Tacey Ann Rosolowski, PhD:

So you said that you can train your—you feel like—

Janet M. Bruner, MD:

I think people can train themselves.

Tacey Ann Rosolowski, PhD:

Did you work in consciously obtaining—?

Janet M. Bruner, MD:

Not consciously. Not consciously, but I just think that you sort of develop that. Now, I’ve also known pathologists, sadly, that didn’t have the eye, and I just felt so sorry for them. We’ll get sometimes coming through our program—we have fellows in our program—clinical fellows. Once in a while you run into a clinical fellow that you know they’re trying and trying as hard as they can. They read a lot, they look at slides, they look at cases.
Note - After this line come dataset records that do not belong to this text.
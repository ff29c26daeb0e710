use tokio::sync::broadcast;

use vouch_types::VerificationEvent;

/// Receives lifecycle signals after the mutation that caused them committed.
pub trait EventSink: Send + Sync {
    fn emit(&self, event: &VerificationEvent);
}

impl<F> EventSink for F
where
    F: Fn(&VerificationEvent) + Send + Sync,
{
    fn emit(&self, event: &VerificationEvent) {
        self(event)
    }
}

/// Drops every event.
#[derive(Debug, Clone, Copy, Default)]
pub struct NoopSink;

impl EventSink for NoopSink {
    fn emit(&self, _event: &VerificationEvent) {}
}

/// Fans events out to any number of subscribers over a broadcast channel.
#[derive(Clone)]
pub struct Broadcaster {
    tx: broadcast::Sender<VerificationEvent>,
}

impl Broadcaster {
    pub fn new(capacity: usize) -> Self {
        let (tx, _) = broadcast::channel(capacity.max(1));
        Self { tx }
    }

    /// Subscribe to lifecycle events. Returns a broadcast receiver.
    pub fn subscribe(&self) -> broadcast::Receiver<VerificationEvent> {
        self.tx.subscribe()
    }
}

impl Default for Broadcaster {
    fn default() -> Self {
        Self::new(1024)
    }
}

impl EventSink for Broadcaster {
    fn emit(&self, event: &VerificationEvent) {
        // No subscribers is not an error
        let _ = self.tx.send(event.clone());
    }
}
They try to do the best they can to do the analysis and make the diagnosis, but you realize that they just don’t get it. They don’t have it, and there have been some that have been so bad that you just say—I feel like saying, “How did you ever get into pathology? You just need to get out of it, because you’re never going to be very good at it.” I’ve never said that to any of them, but there’s a couple of them that I’ve wanted to say that to. I don’t know what it is, but I think it’s this power of observation or a way of looking at something visually and mentally analyzing what you see.

Tacey Ann Rosolowski, PhD:

Yeah. And from what you’re saying, the speed at which you can do it is quite extraordinary.

Janet M. Bruner, MD:

Yes, and I think the speed develops as you have more experience. We notice that in young pathologists. Young pathologists will look at a slide, and it will take them much longer to finish a case their first year or so that they’re in practice, and again, I feel sorry for them. We had a person start recently that—he was having such a hard time! He said, “Oh, this is much harder than I thought. I don’t know if I can make it. I just don’t know if I can make it here. We have so many cases. It’s so burdensome.” And then I talked to him about a year, a year and a half later, and he felt much better about it. He said, “You know, I’m learning about the cases. I’m getting through them faster,” and that’s what happens. I think that’s what happens with all pathologists that we send out. We send these fellows out into the world, they’ll call back, and they’ll say, “Oh, I’m having such trouble here in practice! I’ve got so many cases. I’m here until eight-o’clock at night. I don’t know what to do!” Then you talk to them a few years later, and they go, “Oh, you know, it’s no problem now.” So I think people do—you get faster, and it’s not carelessness. It’s just that you look faster. You observe more quickly.